In this very well-connected aristocratic family, Jessica was known as the “red sheep”.
Both Jessica and her sister Nancy wrote about their childhoods, in Hons and Rebels and The Pursuit of Love / Love In A Cold Climate respectively.
When Jessica was 12, she opened a ‘Running Away’ bank account. She would add to this fund by, for example, selling her removed appendix to her sister Deborah (the future Duchess of Devonshire).
She discovered Communism at a young age, allegedly as a reaction against her sister Diana’s admiration for Fascism. Legend has it they would compete to decorate their childhood bedrooms with Hitler / Stalin.
At 19 she eloped to Spain with her second cousin, who had just returned from fighting fascists in the Spanish Civil War.
This prompted the foreign secretary (and future prime minister) Anthony Eden to telegraph the British Consul with the words: “Find Jessica Mitford and persuade her to return.”
The reply came back: “Have found Jessica Mitford, impossible to persuade her to return.”
A naval destroyer was then sent to retrieve her. This also failed.
Her sister Diana became the mistress and then husband of the leader of the British Union of Fascists: Oswald Mosley.
Her sister Unity became a personal friend of Adolf Hitler.
(Technically a Unity Mitford fact, but is it any surprise she was such an admirer of Adolf Hitler when she was given the middle name of Valkyrie?)
Jessica’s husband died in the Second World War, and she later married an American civil rights lawyer (Robert Treuhaft).
When the Mosleys were released from prison in 1943 she wrote to Winston Churchill: “They should be kept in jail, where they belong.”
When living in the United States, she and her husband were invited to join the US Communist Party. She replied “We thought you’d never ask!”
She got into trouble with the Party when she promoted a women’s caucus event with a poster promising “Girls! Girls! Girls!”
Jessica and Robert eventually left the Communist Party to concentrate on their work for the Civil Rights movement.

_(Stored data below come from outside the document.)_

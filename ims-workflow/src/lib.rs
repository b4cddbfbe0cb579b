#![forbid(unsafe_code)]
#![warn(
    unused,
    clippy::cognitive_complexity,
    unused_crate_dependencies,
    unused_extern_crates,
    clippy::unused_self,
    clippy::useless_let_if_seq,
    missing_debug_implementations,
    rust_2018_idioms,
    rust_2024_compatibility
)]
#![allow(clippy::type_complexity, clippy::too_many_arguments, type_alias_bounds)]

//! # IMS-Workflow
//! The Locate Workflow (§4.8) and Short-Sell Gate (§4.9): the two query-path components that sit
//! in front of the Limit Service. The Locate Workflow is a slower, policy-driven auto-approve
//! path that falls back to a manual queue; the Short-Sell Gate is the latency-critical
//! synchronous decrement decision bound to a millisecond budget.

pub mod decision_log;
pub mod error;
pub mod locate;
pub mod model;
pub mod policy;
pub mod short_sell;

pub use decision_log::DecisionLog;
pub use error::WorkflowError;
pub use locate::LocateWorkflow;
pub use policy::{LocatePolicy, TablePolicy};
pub use short_sell::ShortSellGate;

In addition to writing books such as Poison Penmanship: The Gentle Art of Muckraking and Kind and Usual Punishment: The Prison Business, she had a publishing hit with her exposé on dirty tricks in the funeral industry: The American Way of Death.
She also had a band — “Decca and the Dectones” (a cowbell and kazoo orchestra) — in which she was the singer.
Her band once supported Cyndi Lauper, and there is a recording of her singing Right Said Fred with Maya Angelou.
J.K. Rowling considers Jessica Mitford to be “my most influential writer”, and named her daughter after her.
Jessica Mitford died of lung cancer aged 78. Her funeral cost $533.31.